Kafka

What is Kafka?

Kafka is a distributed data streaming platform that can publish, subscribe to, store and process streams of records.

What is the data structure used?

It’s a distributed commit log.

A log (a.k.a. {write-ahead, commit, transaction} log) is the simplest data structure.

How is data stored in Kafka?

Data is stored in topics in Kafka

Kafka stores its data in topics. They’re split into partitions, and replicated across brokers.

The structure is roughly:
* topics
    * partitions
            * a bunch of files (the log)

Terminologies

  • Topic: Most fundamental unit of organization is the topic, which is something like a table in a relational database. A topic is a log of events. Logs are easy to understand, because they are simple data structures with well-known semantics.

    • They are append only: When you write a new message into a log, it always goes on the end.

    • They can only be read by seeking an arbitrary offset in the log, then by scanning sequential log entries.

    • Events in the log are immutable

  • Partition: Partitioning takes the single topic log and breaks it into multiple logs, each of which can live on a separate node in the Kafka cluster. This way, the work of storing messages, writing new messages, and processing existing messages can be split among many nodes in the cluster.

  • Replica: A replica of a partition is a "copy" of the data, stored on a different broker. Replicas exist to provide redundancy and increase data availability.

  • Replication Factor: The replication factor is the number of nodes to which your data is replicated

  • Kafka Log: Kafka log is a distributed commit log present inside a partition which has an monotonically increasing offset.
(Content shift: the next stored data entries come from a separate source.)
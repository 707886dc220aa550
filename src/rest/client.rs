//! Bybit P2P REST API client implementation.

use std::sync::Arc;
use std::time::Duration;

use reqwest::header::{ACCEPT, HeaderMap, HeaderValue, USER_AGENT};
use reqwest_middleware::ClientBuilder;
use reqwest_tracing::TracingMiddleware;
use serde_json::Value;

use crate::auth::{CredentialsProvider, SystemClock, TimestampProvider, sign_request};
use crate::error::P2pError;
use crate::params::Params;
use crate::rest::canonical::{FilePart, UPLOAD_FIELD, canonicalize, validate_required};
use crate::rest::endpoints::{
    DEFAULT_RECV_WINDOW, DOMAIN_MAIN, HttpVerb, MAINNET_SUBDOMAIN, Operation, TESTNET_SUBDOMAIN,
    TLD_MAIN,
};
use crate::rest::request::{AuthHeaders, build_request};
use crate::rest::response::interpret;
use crate::rest::transport::HttpTransport;

/// The Bybit P2P REST API client.
///
/// Every call runs the same pipeline: check required parameters, build the
/// canonical payload, sign it, send exactly one request, and classify the
/// response. No state is shared between calls apart from the credentials and
/// the connection pool, so a client can be cloned and used concurrently.
///
/// # Example
///
/// ```rust,no_run
/// use std::sync::Arc;
///
/// use bybit_p2p::Params;
/// use bybit_p2p::auth::StaticCredentials;
/// use bybit_p2p::rest::P2pClient;
///
/// #[tokio::main]
/// async fn main() -> Result<(), Box<dyn std::error::Error>> {
///     let credentials = Arc::new(StaticCredentials::new("api_key", "api_secret"));
///     let client = P2pClient::builder()
///         .testnet(true)
///         .credentials(credentials)
///         .build();
///
///     let balance = client
///         .get_current_balance(Params::new().with("accountType", "FUND"))
///         .await?;
///     println!("Balance: {balance}");
///
///     Ok(())
/// }
/// ```
#[derive(Clone)]
pub struct P2pClient {
    transport: HttpTransport,
    base_url: String,
    credentials: Option<Arc<dyn CredentialsProvider>>,
    timestamp_provider: Arc<dyn TimestampProvider>,
    recv_window: u64,
}

impl P2pClient {
    /// Create a mainnet client with the given credentials and default settings.
    pub fn new(credentials: Arc<dyn CredentialsProvider>) -> Self {
        Self::builder().credentials(credentials).build()
    }

    /// Create a new client builder.
    pub fn builder() -> P2pClientBuilder {
        P2pClientBuilder::new()
    }

    /// Base URL requests are sent to.
    pub fn base_url(&self) -> &str {
        &self.base_url
    }

    /// Receive window sent with every request, in milliseconds.
    pub fn recv_window(&self) -> u64 {
        self.recv_window
    }

    /// Call an operation.
    ///
    /// Required parameters are checked against `params` before anything is
    /// signed or sent. For file uploads, `upload_file` must hold the path of
    /// the file to send.
    pub async fn call(&self, operation: &Operation, params: Params) -> Result<Value, P2pError> {
        validate_required(operation, &params)?;

        let upload = match operation.verb {
            HttpVerb::File => Some(Self::read_upload(&params).await?),
            HttpVerb::Get | HttpVerb::Post => None,
        };

        self.dispatch(operation, params, upload.as_ref()).await
    }

    /// Upload an in-memory file to a file operation.
    pub async fn call_with_file(
        &self,
        operation: &Operation,
        file: FilePart,
    ) -> Result<Value, P2pError> {
        self.dispatch(operation, Params::new(), Some(&file)).await
    }

    async fn read_upload(params: &Params) -> Result<FilePart, P2pError> {
        let path = params
            .get(UPLOAD_FIELD)
            .and_then(|value| value.as_str())
            .ok_or_else(|| P2pError::InvalidParameter {
                name: UPLOAD_FIELD.to_string(),
                reason: "expected the path of the file to upload".to_string(),
            })?;
        FilePart::from_path(path).await
    }

    async fn dispatch(
        &self,
        operation: &Operation,
        params: Params,
        upload: Option<&FilePart>,
    ) -> Result<Value, P2pError> {
        let credentials = self
            .credentials
            .as_ref()
            .ok_or(P2pError::MissingCredentials)?
            .get_credentials();

        let payload = canonicalize(operation.verb, params, upload)?;

        let timestamp = self.timestamp_provider.now_millis();
        let signature =
            sign_request(credentials, timestamp, self.recv_window, payload.as_bytes())?;
        let auth = AuthHeaders {
            api_key: &credentials.api_key,
            signature,
            timestamp,
            recv_window: self.recv_window,
        };
        let request = build_request(&self.base_url, operation, payload, &auth)?;

        tracing::debug!(
            path = operation.path,
            verb = %operation.verb,
            timestamp,
            "Sending P2P request"
        );
        let response = self.transport.send(&request).await?;
        interpret(response, request.context())
    }
}

impl std::fmt::Debug for P2pClient {
    fn fmt(&self, f: &mut std::fmt::Formatter<'_>) -> std::fmt::Result {
        f.debug_struct("P2pClient")
            .field("base_url", &self.base_url)
            .field("recv_window", &self.recv_window)
            .field("has_credentials", &self.credentials.is_some())
            .finish()
    }
}

/// Builder for [`P2pClient`].
pub struct P2pClientBuilder {
    testnet: bool,
    domain: String,
    tld: String,
    base_url: Option<String>,
    credentials: Option<Arc<dyn CredentialsProvider>>,
    timestamp_provider: Option<Arc<dyn TimestampProvider>>,
    recv_window: u64,
    disable_ssl_checks: bool,
    timeout: Option<Duration>,
    user_agent: Option<String>,
}

impl P2pClientBuilder {
    /// Create a new builder targeting mainnet with default settings.
    pub fn new() -> Self {
        Self {
            testnet: false,
            domain: DOMAIN_MAIN.to_string(),
            tld: TLD_MAIN.to_string(),
            base_url: None,
            credentials: None,
            timestamp_provider: None,
            recv_window: DEFAULT_RECV_WINDOW,
            disable_ssl_checks: false,
            timeout: None,
            user_agent: None,
        }
    }

    /// Use the testnet (`api-testnet`) instead of mainnet.
    pub fn testnet(mut self, testnet: bool) -> Self {
        self.testnet = testnet;
        self
    }

    /// Set the domain, e.g. [`DOMAIN_ALT`](crate::rest::endpoints::DOMAIN_ALT)
    /// (`bytick`) where `bybit` is unreachable.
    pub fn domain(mut self, domain: impl Into<String>) -> Self {
        self.domain = domain.into();
        self
    }

    /// Set the top-level domain, e.g. `nl` or `kz` for regional hosts.
    pub fn tld(mut self, tld: impl Into<String>) -> Self {
        self.tld = tld.into();
        self
    }

    /// Set the base URL directly (useful for testing with a mock server).
    ///
    /// Overrides `testnet`, `domain` and `tld`.
    pub fn base_url(mut self, url: impl Into<String>) -> Self {
        self.base_url = Some(url.into());
        self
    }

    /// Set the credentials provider for signed requests.
    pub fn credentials(mut self, credentials: Arc<dyn CredentialsProvider>) -> Self {
        self.credentials = Some(credentials);
        self
    }

    /// Set a custom timestamp provider.
    pub fn timestamp_provider(mut self, provider: Arc<dyn TimestampProvider>) -> Self {
        self.timestamp_provider = Some(provider);
        self
    }

    /// Set the receive window in milliseconds.
    pub fn recv_window(mut self, recv_window: u64) -> Self {
        self.recv_window = recv_window;
        self
    }

    /// Accept invalid TLS certificates.
    pub fn disable_ssl_checks(mut self, disable: bool) -> Self {
        self.disable_ssl_checks = disable;
        self
    }

    /// Set a timeout for each request. Expiry is reported as a network failure.
    pub fn timeout(mut self, timeout: Duration) -> Self {
        self.timeout = Some(timeout);
        self
    }

    /// Set a custom user agent.
    pub fn user_agent(mut self, user_agent: impl Into<String>) -> Self {
        self.user_agent = Some(user_agent.into());
        self
    }

    fn resolve_base_url(&self) -> String {
        match &self.base_url {
            Some(url) => url.trim_end_matches('/').to_string(),
            None => {
                let subdomain = if self.testnet {
                    TESTNET_SUBDOMAIN
                } else {
                    MAINNET_SUBDOMAIN
                };
                format!("https://{}.{}.{}", subdomain, self.domain, self.tld)
            }
        }
    }

    /// Build the client.
    pub fn build(self) -> P2pClient {
        let base_url = self.resolve_base_url();

        // Build default headers.
        let mut headers = HeaderMap::new();
        let user_agent = self
            .user_agent
            .unwrap_or_else(|| format!("bybit-p2p-client/{}", env!("CARGO_PKG_VERSION")));
        let header_value = HeaderValue::from_str(&user_agent)
            .unwrap_or_else(|_| HeaderValue::from_static("bybit-p2p-client"));
        headers.insert(USER_AGENT, header_value);
        headers.insert(ACCEPT, HeaderValue::from_static("application/json"));

        let mut http = reqwest::Client::builder()
            .default_headers(headers)
            .danger_accept_invalid_certs(self.disable_ssl_checks);
        if let Some(timeout) = self.timeout {
            http = http.timeout(timeout);
        }
        let reqwest_client = http.build().unwrap_or_else(|e| {
            tracing::warn!(error = %e, "Falling back to a default HTTP client");
            reqwest::Client::new()
        });

        let client = ClientBuilder::new(reqwest_client)
            .with(TracingMiddleware::default())
            .build();

        let timestamp_provider = self
            .timestamp_provider
            .unwrap_or_else(|| Arc::new(SystemClock::new()));

        tracing::debug!(%base_url, recv_window = self.recv_window, "Initialized P2P API session");

        P2pClient {
            transport: HttpTransport::new(client),
            base_url,
            credentials: self.credentials,
            timestamp_provider,
            recv_window: self.recv_window,
        }
    }
}

impl Default for P2pClientBuilder {
    fn default() -> Self {
        Self::new()
    }
}

#[cfg(test)]
mod tests {
    use super::*;
    use crate::auth::StaticCredentials;
    use crate::rest::endpoints::{DOMAIN_ALT, ads, chat};

    #[test]
    fn test_mainnet_and_testnet_urls() {
        let mainnet = P2pClient::builder().build();
        assert_eq!(mainnet.base_url(), "https://api.bybit.com");

        let testnet = P2pClient::builder().testnet(true).build();
        assert_eq!(testnet.base_url(), "https://api-testnet.bybit.com");
    }

    #[test]
    fn test_domain_and_tld_overrides() {
        let client = P2pClient::builder().domain(DOMAIN_ALT).build();
        assert_eq!(client.base_url(), "https://api.bytick.com");

        let client = P2pClient::builder().tld("nl").testnet(true).build();
        assert_eq!(client.base_url(), "https://api-testnet.bybit.nl");
    }

    #[test]
    fn test_base_url_override_wins() {
        let client = P2pClient::builder()
            .testnet(true)
            .base_url("http://127.0.0.1:8080/")
            .build();
        assert_eq!(client.base_url(), "http://127.0.0.1:8080");
    }

    #[test]
    fn test_defaults() {
        let client = P2pClient::new(Arc::new(StaticCredentials::new("k", "s")));
        assert_eq!(client.recv_window(), 5000);
        let debug = format!("{client:?}");
        assert!(debug.contains("has_credentials: true"));
        assert!(!debug.contains("\"s\""));
    }

    #[tokio::test]
    async fn test_missing_credentials_fail_before_sending() {
        let client = P2pClient::builder().base_url("http://127.0.0.1:9").build();
        let err = client
            .call(&ads::GET_ADS_LIST, Params::new())
            .await
            .unwrap_err();
        assert!(matches!(err, P2pError::MissingCredentials));
    }

    #[tokio::test]
    async fn test_upload_requires_path_string() {
        let client = P2pClient::new(Arc::new(StaticCredentials::new("k", "s")));
        let err = client
            .call(&chat::UPLOAD_CHAT_FILE, Params::new().with(UPLOAD_FIELD, 5))
            .await
            .unwrap_err();
        assert!(matches!(err, P2pError::InvalidParameter { .. }));
    }
}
  • Offset: The offset is a unique identifier for each message within a partition. It denotes the position of a message within the log and allows consumers to track their progress.

  • Node: A node is a single machine (physical or virtual) that is part of a Kafka cluster. Each node hosts one or more Kafka brokers.

  • Kafka Cluster: A Kafka cluster is a group of nodes or servers that work together to manage and store Kafka topics and partitions. The clustering allows Kafka to be highly available and scalable.

  • Producers: Producers are applications or processes that publish messages to Kafka topics. They are responsible for choosing which record to assign to which partition within a topic.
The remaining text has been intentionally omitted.